(Stored records)
%%

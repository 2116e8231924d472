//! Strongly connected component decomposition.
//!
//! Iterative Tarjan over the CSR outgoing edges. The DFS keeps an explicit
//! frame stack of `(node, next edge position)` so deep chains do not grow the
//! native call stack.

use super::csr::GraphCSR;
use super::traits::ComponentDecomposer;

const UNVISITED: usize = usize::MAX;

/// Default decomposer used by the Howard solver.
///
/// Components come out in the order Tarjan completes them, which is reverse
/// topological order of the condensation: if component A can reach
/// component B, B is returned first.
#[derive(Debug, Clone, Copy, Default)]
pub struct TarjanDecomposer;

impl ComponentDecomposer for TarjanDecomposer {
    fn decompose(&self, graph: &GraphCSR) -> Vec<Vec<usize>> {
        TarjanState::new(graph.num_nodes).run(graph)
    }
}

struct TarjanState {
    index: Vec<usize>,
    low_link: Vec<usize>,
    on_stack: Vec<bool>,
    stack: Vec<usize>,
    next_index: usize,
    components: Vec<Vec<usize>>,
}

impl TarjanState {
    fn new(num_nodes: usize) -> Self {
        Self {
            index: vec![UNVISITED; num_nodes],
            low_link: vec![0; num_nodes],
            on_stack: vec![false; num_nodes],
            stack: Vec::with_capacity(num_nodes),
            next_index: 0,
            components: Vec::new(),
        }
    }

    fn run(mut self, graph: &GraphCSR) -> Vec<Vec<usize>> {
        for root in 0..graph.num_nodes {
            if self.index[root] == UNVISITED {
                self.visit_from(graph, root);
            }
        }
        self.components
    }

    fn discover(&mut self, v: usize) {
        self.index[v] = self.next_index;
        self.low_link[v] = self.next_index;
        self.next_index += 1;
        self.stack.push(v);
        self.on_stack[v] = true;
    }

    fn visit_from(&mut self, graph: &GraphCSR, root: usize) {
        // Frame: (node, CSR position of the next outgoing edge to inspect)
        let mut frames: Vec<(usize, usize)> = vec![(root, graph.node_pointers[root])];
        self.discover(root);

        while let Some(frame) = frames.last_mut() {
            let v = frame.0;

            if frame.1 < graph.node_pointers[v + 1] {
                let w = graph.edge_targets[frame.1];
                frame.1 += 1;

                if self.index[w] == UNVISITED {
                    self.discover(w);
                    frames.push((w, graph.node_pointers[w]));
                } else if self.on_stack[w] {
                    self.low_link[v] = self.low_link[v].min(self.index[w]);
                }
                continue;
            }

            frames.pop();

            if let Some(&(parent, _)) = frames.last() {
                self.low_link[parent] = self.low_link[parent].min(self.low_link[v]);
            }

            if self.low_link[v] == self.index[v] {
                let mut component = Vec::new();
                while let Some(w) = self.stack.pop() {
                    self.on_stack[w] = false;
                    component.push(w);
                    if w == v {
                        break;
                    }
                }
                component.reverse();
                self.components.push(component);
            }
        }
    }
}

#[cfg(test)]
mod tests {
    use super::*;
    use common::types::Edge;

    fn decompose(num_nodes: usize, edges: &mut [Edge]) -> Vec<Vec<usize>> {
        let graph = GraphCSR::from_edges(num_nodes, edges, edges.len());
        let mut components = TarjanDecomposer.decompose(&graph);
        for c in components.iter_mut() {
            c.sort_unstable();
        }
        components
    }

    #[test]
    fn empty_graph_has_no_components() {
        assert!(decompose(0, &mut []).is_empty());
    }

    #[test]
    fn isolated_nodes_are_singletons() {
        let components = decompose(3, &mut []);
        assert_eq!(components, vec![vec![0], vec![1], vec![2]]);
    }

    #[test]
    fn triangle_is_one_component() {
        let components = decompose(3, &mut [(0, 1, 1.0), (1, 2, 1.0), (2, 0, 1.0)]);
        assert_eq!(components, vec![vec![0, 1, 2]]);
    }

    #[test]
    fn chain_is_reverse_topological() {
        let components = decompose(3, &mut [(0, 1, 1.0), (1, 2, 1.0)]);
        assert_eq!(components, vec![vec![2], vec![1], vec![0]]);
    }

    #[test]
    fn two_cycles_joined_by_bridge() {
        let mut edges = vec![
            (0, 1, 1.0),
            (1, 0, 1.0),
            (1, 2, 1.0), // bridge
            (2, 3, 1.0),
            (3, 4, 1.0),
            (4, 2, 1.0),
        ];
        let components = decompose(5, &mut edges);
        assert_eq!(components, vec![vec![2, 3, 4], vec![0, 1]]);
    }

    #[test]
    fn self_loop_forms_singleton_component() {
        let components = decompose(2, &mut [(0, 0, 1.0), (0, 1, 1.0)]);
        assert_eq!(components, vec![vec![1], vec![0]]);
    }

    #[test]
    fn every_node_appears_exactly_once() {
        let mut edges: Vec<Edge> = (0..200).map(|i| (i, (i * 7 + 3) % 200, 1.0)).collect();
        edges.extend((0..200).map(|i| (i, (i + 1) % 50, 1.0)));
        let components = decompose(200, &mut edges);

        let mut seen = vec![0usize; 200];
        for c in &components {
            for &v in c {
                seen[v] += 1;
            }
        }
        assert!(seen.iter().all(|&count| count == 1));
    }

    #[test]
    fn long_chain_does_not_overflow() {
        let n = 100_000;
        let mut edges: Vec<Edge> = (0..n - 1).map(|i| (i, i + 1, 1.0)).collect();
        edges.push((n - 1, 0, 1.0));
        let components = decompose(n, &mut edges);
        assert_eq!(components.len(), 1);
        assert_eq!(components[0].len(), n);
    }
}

%%
%%

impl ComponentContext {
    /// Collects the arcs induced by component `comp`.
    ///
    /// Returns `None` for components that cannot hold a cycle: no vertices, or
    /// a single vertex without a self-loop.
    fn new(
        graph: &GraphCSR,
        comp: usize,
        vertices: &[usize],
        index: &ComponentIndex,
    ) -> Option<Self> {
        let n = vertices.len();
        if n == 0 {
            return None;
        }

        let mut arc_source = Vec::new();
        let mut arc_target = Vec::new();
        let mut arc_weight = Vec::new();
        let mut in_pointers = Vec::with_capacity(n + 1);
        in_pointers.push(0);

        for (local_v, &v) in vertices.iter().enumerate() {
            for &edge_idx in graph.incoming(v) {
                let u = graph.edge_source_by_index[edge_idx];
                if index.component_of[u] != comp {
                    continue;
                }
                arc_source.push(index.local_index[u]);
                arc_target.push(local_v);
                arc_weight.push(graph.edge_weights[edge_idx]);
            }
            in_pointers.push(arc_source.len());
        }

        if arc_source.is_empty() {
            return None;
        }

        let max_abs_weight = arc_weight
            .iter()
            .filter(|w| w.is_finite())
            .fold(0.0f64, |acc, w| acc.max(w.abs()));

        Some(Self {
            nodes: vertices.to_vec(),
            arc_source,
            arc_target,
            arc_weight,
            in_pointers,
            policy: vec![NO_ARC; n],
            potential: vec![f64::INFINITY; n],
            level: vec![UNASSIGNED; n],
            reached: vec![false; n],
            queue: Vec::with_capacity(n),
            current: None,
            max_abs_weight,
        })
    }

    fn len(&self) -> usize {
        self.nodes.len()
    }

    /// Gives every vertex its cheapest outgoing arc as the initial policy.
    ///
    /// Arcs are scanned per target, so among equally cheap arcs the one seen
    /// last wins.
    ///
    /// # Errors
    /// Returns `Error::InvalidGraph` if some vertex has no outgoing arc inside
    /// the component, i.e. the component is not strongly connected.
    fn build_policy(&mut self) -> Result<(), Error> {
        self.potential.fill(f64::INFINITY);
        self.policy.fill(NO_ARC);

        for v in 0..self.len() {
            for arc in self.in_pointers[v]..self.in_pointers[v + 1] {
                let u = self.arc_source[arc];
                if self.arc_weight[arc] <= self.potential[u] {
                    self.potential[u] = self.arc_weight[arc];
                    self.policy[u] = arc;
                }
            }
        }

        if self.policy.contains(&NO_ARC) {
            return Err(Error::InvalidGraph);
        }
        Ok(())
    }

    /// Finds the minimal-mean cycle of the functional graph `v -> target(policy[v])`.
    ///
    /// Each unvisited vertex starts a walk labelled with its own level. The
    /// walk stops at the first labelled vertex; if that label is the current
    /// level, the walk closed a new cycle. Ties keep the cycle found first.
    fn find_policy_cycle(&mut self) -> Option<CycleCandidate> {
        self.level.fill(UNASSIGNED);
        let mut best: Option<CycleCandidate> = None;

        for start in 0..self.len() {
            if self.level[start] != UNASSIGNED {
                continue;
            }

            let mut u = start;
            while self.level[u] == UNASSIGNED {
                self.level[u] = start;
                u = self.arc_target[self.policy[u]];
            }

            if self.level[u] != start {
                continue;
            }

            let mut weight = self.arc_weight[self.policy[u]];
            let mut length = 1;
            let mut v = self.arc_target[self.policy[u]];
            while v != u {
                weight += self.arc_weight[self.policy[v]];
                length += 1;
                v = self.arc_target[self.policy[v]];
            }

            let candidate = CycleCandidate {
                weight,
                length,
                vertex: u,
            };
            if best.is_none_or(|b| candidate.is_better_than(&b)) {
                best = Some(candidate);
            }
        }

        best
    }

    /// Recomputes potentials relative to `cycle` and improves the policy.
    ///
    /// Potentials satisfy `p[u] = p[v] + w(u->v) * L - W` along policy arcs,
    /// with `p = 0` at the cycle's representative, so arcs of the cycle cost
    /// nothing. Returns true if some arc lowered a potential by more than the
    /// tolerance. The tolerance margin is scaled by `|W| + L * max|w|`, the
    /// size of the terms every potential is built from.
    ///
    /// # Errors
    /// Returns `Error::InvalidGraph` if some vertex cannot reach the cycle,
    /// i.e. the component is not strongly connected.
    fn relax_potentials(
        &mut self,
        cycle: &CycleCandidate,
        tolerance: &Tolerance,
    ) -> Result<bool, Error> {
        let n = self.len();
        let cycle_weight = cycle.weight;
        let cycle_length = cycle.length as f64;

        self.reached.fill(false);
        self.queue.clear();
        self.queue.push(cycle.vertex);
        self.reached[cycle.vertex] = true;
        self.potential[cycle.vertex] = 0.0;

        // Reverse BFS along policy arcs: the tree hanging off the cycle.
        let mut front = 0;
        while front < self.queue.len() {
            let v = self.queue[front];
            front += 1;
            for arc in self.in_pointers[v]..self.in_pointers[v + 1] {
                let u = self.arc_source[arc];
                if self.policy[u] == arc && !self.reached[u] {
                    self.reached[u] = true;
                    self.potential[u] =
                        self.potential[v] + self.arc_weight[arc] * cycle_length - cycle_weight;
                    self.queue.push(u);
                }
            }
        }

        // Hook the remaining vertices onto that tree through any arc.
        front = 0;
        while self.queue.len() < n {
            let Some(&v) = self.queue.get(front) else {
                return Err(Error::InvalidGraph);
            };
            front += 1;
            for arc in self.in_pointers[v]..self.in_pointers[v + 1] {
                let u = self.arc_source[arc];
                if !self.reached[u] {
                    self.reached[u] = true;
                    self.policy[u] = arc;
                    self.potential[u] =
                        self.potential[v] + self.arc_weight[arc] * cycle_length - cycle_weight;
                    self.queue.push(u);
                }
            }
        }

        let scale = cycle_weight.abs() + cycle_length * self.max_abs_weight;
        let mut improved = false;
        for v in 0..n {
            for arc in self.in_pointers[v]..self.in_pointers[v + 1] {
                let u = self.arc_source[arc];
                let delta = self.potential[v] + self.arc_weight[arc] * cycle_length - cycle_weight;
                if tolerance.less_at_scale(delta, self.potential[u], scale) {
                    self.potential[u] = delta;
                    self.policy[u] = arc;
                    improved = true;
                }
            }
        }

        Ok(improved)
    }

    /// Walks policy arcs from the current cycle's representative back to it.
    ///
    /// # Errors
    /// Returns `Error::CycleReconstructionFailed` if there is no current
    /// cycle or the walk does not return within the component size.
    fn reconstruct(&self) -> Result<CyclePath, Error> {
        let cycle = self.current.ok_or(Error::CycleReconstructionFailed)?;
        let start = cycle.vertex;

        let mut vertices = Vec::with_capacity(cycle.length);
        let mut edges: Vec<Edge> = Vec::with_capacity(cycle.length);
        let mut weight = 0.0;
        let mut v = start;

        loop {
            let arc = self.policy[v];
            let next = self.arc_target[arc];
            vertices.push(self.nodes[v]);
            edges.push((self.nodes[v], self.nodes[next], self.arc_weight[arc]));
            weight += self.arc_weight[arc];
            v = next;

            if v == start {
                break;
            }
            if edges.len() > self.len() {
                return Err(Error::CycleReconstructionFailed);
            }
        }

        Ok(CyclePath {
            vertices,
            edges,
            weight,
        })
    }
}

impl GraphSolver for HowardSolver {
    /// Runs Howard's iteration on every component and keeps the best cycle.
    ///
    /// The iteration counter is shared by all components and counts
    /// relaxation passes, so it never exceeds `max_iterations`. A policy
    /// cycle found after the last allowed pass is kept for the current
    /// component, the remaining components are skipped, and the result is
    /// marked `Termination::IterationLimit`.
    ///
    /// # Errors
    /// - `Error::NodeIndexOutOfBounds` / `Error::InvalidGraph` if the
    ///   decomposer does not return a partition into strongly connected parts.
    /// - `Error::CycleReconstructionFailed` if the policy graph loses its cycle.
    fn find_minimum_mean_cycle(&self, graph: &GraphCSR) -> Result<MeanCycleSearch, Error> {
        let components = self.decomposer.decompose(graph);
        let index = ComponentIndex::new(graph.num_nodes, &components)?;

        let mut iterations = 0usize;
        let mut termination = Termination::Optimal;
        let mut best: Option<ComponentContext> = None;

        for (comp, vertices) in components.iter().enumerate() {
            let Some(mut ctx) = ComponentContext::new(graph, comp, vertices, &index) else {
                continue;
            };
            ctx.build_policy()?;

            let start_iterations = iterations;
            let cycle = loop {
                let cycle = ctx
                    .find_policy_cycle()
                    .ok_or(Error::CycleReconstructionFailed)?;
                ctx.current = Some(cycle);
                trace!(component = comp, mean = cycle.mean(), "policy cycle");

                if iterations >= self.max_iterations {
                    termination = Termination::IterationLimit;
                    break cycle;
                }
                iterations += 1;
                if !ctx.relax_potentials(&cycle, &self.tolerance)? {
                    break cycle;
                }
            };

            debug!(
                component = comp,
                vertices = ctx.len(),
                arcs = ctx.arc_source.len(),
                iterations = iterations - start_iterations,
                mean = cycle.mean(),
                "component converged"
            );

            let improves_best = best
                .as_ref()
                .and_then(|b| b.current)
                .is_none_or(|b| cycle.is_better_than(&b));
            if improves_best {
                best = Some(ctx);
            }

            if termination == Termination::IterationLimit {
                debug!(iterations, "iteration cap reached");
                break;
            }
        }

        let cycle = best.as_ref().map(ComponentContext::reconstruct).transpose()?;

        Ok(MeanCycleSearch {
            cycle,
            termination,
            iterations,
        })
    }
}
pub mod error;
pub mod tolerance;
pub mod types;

%%
%%

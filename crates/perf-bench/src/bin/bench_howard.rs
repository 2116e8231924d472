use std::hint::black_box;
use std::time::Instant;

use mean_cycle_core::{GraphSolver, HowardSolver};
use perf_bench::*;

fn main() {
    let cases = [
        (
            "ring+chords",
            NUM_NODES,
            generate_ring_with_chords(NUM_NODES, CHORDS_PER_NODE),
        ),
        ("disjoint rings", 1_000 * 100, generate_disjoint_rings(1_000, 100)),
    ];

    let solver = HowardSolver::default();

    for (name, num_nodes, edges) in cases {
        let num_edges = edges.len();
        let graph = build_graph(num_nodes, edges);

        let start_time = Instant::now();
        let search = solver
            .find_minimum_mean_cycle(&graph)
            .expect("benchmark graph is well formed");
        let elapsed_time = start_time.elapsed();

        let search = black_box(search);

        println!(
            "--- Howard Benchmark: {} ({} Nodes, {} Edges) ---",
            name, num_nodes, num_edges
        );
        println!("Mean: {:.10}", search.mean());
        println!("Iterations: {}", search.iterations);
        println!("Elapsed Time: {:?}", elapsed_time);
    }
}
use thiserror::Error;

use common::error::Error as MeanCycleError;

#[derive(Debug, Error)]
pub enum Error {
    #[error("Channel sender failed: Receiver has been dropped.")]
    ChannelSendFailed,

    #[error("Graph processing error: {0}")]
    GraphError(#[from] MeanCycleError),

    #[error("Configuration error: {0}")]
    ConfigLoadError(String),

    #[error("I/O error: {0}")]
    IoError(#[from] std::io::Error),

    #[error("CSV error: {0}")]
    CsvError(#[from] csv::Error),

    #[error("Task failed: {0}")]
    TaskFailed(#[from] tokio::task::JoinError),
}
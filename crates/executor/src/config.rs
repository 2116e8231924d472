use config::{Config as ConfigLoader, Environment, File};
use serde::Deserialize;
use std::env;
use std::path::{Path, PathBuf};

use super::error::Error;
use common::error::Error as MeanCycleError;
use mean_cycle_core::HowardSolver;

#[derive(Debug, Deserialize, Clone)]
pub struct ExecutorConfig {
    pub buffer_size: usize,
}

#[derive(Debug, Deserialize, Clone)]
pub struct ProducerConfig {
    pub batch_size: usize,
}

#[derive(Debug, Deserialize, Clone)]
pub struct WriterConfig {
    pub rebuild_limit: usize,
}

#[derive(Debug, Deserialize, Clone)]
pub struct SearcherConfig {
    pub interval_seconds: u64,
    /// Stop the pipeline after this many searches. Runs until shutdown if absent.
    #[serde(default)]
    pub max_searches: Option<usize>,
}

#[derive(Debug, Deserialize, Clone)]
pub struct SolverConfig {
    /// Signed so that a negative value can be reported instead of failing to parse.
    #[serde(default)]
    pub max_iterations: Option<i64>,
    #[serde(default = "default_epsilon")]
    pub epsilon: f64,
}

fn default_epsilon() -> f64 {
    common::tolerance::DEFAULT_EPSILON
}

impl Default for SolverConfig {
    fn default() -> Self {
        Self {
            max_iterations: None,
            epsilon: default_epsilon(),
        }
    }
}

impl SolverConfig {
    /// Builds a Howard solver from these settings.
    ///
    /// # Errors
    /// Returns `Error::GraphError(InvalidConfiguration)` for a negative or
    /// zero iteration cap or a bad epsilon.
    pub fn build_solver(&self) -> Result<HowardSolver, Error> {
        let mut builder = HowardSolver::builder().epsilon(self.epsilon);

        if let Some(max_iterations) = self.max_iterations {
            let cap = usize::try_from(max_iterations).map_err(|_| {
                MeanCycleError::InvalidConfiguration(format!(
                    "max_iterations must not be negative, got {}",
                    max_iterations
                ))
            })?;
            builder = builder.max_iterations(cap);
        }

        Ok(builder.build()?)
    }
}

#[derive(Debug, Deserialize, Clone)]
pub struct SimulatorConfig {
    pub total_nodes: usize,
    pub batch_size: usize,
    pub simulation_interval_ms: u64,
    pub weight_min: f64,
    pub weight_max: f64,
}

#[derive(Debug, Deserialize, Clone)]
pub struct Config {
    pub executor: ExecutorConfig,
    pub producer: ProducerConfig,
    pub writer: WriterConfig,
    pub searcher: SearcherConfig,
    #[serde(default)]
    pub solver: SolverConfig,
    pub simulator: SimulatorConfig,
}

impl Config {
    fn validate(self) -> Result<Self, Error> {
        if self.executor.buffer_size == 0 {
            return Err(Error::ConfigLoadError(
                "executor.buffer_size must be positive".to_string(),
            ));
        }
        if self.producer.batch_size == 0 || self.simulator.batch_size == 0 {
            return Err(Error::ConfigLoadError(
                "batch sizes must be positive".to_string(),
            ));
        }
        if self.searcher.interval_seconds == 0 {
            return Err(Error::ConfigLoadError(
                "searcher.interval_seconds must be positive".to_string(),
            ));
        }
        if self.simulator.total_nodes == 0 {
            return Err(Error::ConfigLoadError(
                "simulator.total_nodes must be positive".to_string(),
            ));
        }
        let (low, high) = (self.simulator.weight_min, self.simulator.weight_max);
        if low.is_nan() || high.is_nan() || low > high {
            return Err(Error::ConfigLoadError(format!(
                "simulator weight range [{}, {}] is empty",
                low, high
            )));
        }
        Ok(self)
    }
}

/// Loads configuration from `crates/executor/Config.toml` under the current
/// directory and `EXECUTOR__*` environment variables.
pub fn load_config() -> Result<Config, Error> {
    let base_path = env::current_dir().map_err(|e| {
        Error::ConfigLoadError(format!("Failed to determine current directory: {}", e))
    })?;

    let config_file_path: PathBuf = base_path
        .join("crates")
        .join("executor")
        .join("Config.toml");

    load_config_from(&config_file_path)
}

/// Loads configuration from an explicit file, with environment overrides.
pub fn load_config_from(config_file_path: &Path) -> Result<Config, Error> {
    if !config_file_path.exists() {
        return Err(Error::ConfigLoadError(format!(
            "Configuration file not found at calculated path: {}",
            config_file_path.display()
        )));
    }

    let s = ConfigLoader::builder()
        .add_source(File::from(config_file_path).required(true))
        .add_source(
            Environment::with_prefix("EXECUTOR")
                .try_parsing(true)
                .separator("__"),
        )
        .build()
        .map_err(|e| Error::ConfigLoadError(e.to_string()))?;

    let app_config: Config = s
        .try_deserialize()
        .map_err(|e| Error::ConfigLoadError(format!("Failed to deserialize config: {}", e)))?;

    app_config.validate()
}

%%

**TASK BRIEF**
Each line holding the word "outgoing" must be copied from the data.

**ANSWER AREA**
//! Iterative Tarjan over the CSR outgoing edges. The DFS keeps an explicit
        // Frame: (node, CSR position of the next outgoing edge to inspect)
    /// Gives every vertex its cheapest outgoing arc as the initial policy.
    /// Returns `Error::InvalidGraph` if some vertex has no outgoing arc inside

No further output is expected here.